How long should you take to consume a meal?

How long you take really depends on what you are eating - the texture and amount served. It is not possible to put a hard and fast ‘time target’ for any meal.

If you are always first to finish regardless of what the meal is, slow down. For some people, it is not the duration of the single meal but rather how long between courses that matters more. Wait about 20 minutes before you choose whether to have more.

Tips to slow down the speed eater.

Even though slowing down is a hard thing to do for speed eaters who get no feedback like ‘heartburn’, reflux or indigestion, it can be done with a small amount of practice.

With practice and armed with a few tips they can slow down:-

1. Start by changing the environment in which you dine. Be selective about who you dine with. Avoid fast eaters. Avoid distracting and cluttered dining spaces.

2. Avoid stressful and excitable conversations at dining time.

3. Find the slowest eater at the table and mirror that person’s pace. Watch and mirror their every move including how much food they load on their utensils, when they put the utensils down, and the pace they lift the fork or spoon to the mouth.

4. Add conversation to the table and apply the etiquette of not talking with your mouthful.

5. Avoid eating with people you would rather not be with.

6. Put relaxing music on rather than high paced music.

7. Find a relaxing place to dine at rather than in a food court or at your desk.

8. Send your computer, phone or mobile tablet to sleep to avoid sudden text, message, phone and email interruptions that demand a quick swallow and hastened reply.
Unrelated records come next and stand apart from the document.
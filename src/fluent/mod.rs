//! Fluent assertion API over the equivalency engine.
//!
//! This module provides a builder-style API for making assertions about
//! graph values. Assertions evaluate immediately (panic on failure) when
//! using methods like `to_pass()` or `to_hold()`, or can be evaluated
//! non-destructively using `evaluate()`.
//!
//! # Example
//!
//! ```rust,ignore
//! use likeness::{expect, Node};
//! use serde_json::json;
//!
//! let subject = Node::from_json(&json!({"a": 1, "b": [1, 2]}));
//! let expected = Node::from_json(&json!({"a": 1, "b": [1, 2]}));
//!
//! // Immediate evaluation (panics on failure)
//! expect(&subject).to_be_equivalent_to(&expected);
//!
//! // Non-panicking evaluation
//! let result = expect(&subject).equivalency(&expected).evaluate();
//! assert!(result.passed);
//! ```

mod builder;
mod collection;
mod matchers;
mod string;

pub use builder::{expect, AssertionResult, EquivalencyAssertion, ValueExpectation};
pub use collection::{CollectionAssertion, DictionaryAssertion};
pub use matchers::{pattern_matches, scalar_matches};
pub use string::StringAssertion;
8. Dim the lighting. Perhaps use candles at night to create a relaxed feel.

9. Program your smart phone to timer mode or metronome beat and set your eating pace to match a preset slow interval.

10. If you watch the big screen whilst eating, avoid stressful news broadcasts or high-paced game shows. Tune into something more relaxing or choose a calm, slow paced DVD.
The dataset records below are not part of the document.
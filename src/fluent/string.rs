//! Fluent assertion builder for string scalars.
//!
//! This module provides the builder type for making assertions about string
//! values:
//! - `StringAssertion` - Builder for assertions on a string scalar's content

use regex::Regex;

use crate::graph::{NodeRef, Scalar};

use super::builder::AssertionResult;

/// Builder for assertions on a string scalar.
///
/// `to_hold()` evaluates immediately and panics on failure. Use
/// `evaluate()` for non-panicking evaluation.
#[derive(Debug, Clone)]
pub struct StringAssertion {
    value: Option<String>,
    found: String,
    contains: Vec<String>,
    not_contains: Vec<String>,
    matches: Vec<String>,
    not_matches: Vec<String>,
}

impl StringAssertion {
    /// Create a new string assertion over a graph value.
    ///
    /// Subjects that are not string scalars fail every evaluation with a
    /// diagnostic naming the actual kind.
    pub fn new(subject: &NodeRef) -> Self {
        let borrowed = subject.borrow();
        let value = match borrowed.as_scalar() {
            Some(Scalar::Str(s)) => Some(s.clone()),
            _ => None,
        };
        Self {
            value,
            found: borrowed.kind().to_string(),
            contains: Vec::new(),
            not_contains: Vec::new(),
            matches: Vec::new(),
            not_matches: Vec::new(),
        }
    }

    // =========================================================================
    // Builder methods (chainable)
    // =========================================================================

    /// Assert the string contains the given substring.
    ///
    /// # Example
    ///
    /// ```rust,ignore
    /// expect(&subject)
    ///     .string()
    ///     .contains("success")
    ///     .to_hold();
    /// ```
    pub fn contains(mut self, s: &str) -> Self {
        self.contains.push(s.to_string());
        self
    }

    /// Assert the string does NOT contain the given substring.
    pub fn not_contains(mut self, s: &str) -> Self {
        self.not_contains.push(s.to_string());
        self
    }

    /// Assert the string matches the given regex pattern.
    ///
    /// # Example
    ///
    /// ```rust,ignore
    /// expect(&subject)
    ///     .string()
    ///     .matches(r"order-\d+")
    ///     .to_hold();
    /// ```
    pub fn matches(mut self, pattern: &str) -> Self {
        self.matches.push(pattern.to_string());
        self
    }

    /// Assert the string does NOT match the given regex pattern.
    pub fn not_matches(mut self, pattern: &str) -> Self {
        self.not_matches.push(pattern.to_string());
        self
    }

    // =========================================================================
    // Assertion methods (panic on failure)
    // =========================================================================

    /// Assert the subject is a string matching all constraints.
    ///
    /// # Panics
    ///
    /// Panics if the subject is not a string or any constraint fails.
    pub fn to_hold(&self) {
        let result = self.evaluate();
        if !result.passed {
            self.panic_with_context(&result);
        }
    }

    // =========================================================================
    // Non-panicking evaluation
    // =========================================================================

    /// Evaluate all constraints without panicking.
    ///
    /// Returns an `AssertionResult` that can be inspected.
    pub fn evaluate(&self) -> AssertionResult {
        let mut failures: Vec<String> = Vec::new();

        match &self.value {
            None => {
                failures.push(format!("subject is not a string (found {})", self.found));
            }
            Some(value) => {
                for pattern in &self.contains {
                    if !value.contains(pattern) {
                        failures.push(format!("string does not contain '{}'", pattern));
                    }
                }

                for pattern in &self.not_contains {
                    if value.contains(pattern) {
                        failures.push(format!("string contains '{}' but should not", pattern));
                    }
                }

                for pattern in &self.matches {
                    match Regex::new(pattern) {
                        Ok(re) => {
                            if !re.is_match(value) {
                                failures
                                    .push(format!("string does not match pattern '{}'", pattern));
                            }
                        }
                        Err(e) => {
                            failures.push(format!("invalid regex '{}': {}", pattern, e));
                        }
                    }
                }

                for pattern in &self.not_matches {
                    match Regex::new(pattern) {
                        Ok(re) => {
                            if re.is_match(value) {
                                failures.push(format!(
                                    "string matches pattern '{}' but should not",
                                    pattern
                                ));
                            }
                        }
                        Err(e) => {
                            failures.push(format!("invalid regex '{}': {}", pattern, e));
                        }
                    }
                }
            }
        }

        let description = self.build_description();
        if failures.is_empty() {
            AssertionResult::pass(description)
        } else {
            AssertionResult::fail(description, failures.join("; "))
        }
    }

    // =========================================================================
    // Internal helpers
    // =========================================================================

    fn build_description(&self) -> String {
        let mut parts = vec!["string".to_string()];

        for s in &self.contains {
            parts.push(format!("contains '{}'", s));
        }
        for s in &self.not_contains {
            parts.push(format!("not contains '{}'", s));
        }
        for s in &self.matches {
            parts.push(format!("matches '{}'", s));
        }
        for s in &self.not_matches {
            parts.push(format!("not matches '{}'", s));
        }

        parts.join(", ")
    }

    fn format_preview(&self) -> String {
        match &self.value {
            Some(s) if s.chars().count() > 100 => {
                let truncated: String = s.chars().take(97).collect();
                format!("\"{}...\"", truncated)
            }
            Some(s) => format!("\"{}\"", s),
            None => format!("({})", self.found),
        }
    }

    fn panic_with_context(&self, result: &AssertionResult) -> ! {
        let reason = result.reason.as_deref().unwrap_or("unknown reason");
        panic!(
            "assertion failed: expected {}\n\n  reason: {}\n  subject: {}\n",
            result.description,
            reason,
            self.format_preview()
        );
    }
}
11. Avoid allowing yourself to get over-hungry. It is harder to slow down the pace when you are very hungry.

12. Do not automatically buy a dessert when you buy lunch. Eat the savoury part of lunch slowly. Then walk away and wait until the very end of your lunch break to decide whether you are still truly hungry for something more.
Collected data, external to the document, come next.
//! Per-call configuration for a comparison session.
//!
//! Options are constructed once per top-level assertion and read-only for
//! the duration of that call. Every step and the validator itself consult
//! them.
//!
//! ```rust
//! use likeness::EquivalencyOptions;
//!
//! let options = EquivalencyOptions::new()
//!     .non_recursive()
//!     .allow_infinite_recursion();
//! assert!(!options.is_recursive);
//! ```

use super::validator::MAX_RECURSION_DEPTH;

/// What to do when the cycle guard trips.
#[derive(Debug, Clone, Copy, Default, PartialEq, Eq)]
pub enum CyclicReferencePolicy {
    /// Skip the node silently; the earlier visit already verified it.
    #[default]
    TreatAsVerified,
    /// Record a failure naming the path at which the cycle was found.
    Report,
}

/// Immutable configuration consulted by the validator and every step.
#[derive(Debug, Clone)]
pub struct EquivalencyOptions {
    /// Whether composite nodes are compared by descending into children.
    /// When false, nested values get a single shallow equality check.
    pub is_recursive: bool,
    /// Disables the fixed depth guard. Cycle detection still applies.
    pub allow_infinite_recursion: bool,
    /// How re-encountered references are treated.
    pub cyclic_references: CyclicReferencePolicy,
    /// Applicability hint: route ordered collections through best-effort
    /// pairing instead of positional match.
    pub ignore_collection_order: bool,
}

impl Default for EquivalencyOptions {
    fn default() -> Self {
        Self {
            is_recursive: true,
            allow_infinite_recursion: false,
            cyclic_references: CyclicReferencePolicy::TreatAsVerified,
            ignore_collection_order: false,
        }
    }
}

impl EquivalencyOptions {
    /// Create options with the defaults: recursive, depth-guarded, cycles
    /// treated as verified.
    pub fn new() -> Self {
        Self::default()
    }

    /// Compare nested values with a single shallow equality check instead
    /// of recursing.
    pub fn non_recursive(mut self) -> Self {
        self.is_recursive = false;
        self
    }

    /// Lift the fixed recursion depth limit.
    pub fn allow_infinite_recursion(mut self) -> Self {
        self.allow_infinite_recursion = true;
        self
    }

    /// Set the cyclic reference policy.
    pub fn on_cyclic_reference(mut self, policy: CyclicReferencePolicy) -> Self {
        self.cyclic_references = policy;
        self
    }

    /// Compare ordered collections without requiring positional match.
    pub fn ignore_collection_order(mut self) -> Self {
        self.ignore_collection_order = true;
        self
    }

    /// Configuration description written into the reporting scope.
    pub fn describe(&self) -> String {
        let mut parts = Vec::new();
        parts.push(if self.is_recursive { "recursive" } else { "shallow" }.to_string());
        if self.allow_infinite_recursion {
            parts.push("unlimited depth".to_string());
        } else {
            parts.push(format!("max depth {}", MAX_RECURSION_DEPTH));
        }
        parts.push(
            match self.cyclic_references {
                CyclicReferencePolicy::TreatAsVerified => "cycles treated as verified",
                CyclicReferencePolicy::Report => "cycles reported",
            }
            .to_string(),
        );
        if self.ignore_collection_order {
            parts.push("order-insensitive".to_string());
        }
        parts.join(", ")
    }
}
13. Do not set your heart on dessert the minute you look at a restaurant’s menu and do not order it as soon as the wait-staff clean away the main course plates. Wait at least 10 minutes - with a bit of luck, they will be equally slow at delivering the final course. By then, your brain may have had enough time to ‘see’ how full the stomach feels.

14. Put utensils down between each mouthful. This popular recommendation is hard to keep doing because old habits die hard. A ready-loaded fork is an entrenched and automatic habit so practice, practice, practice or shift to toddler sized utensils or swap to chopsticks used in the wrong hand.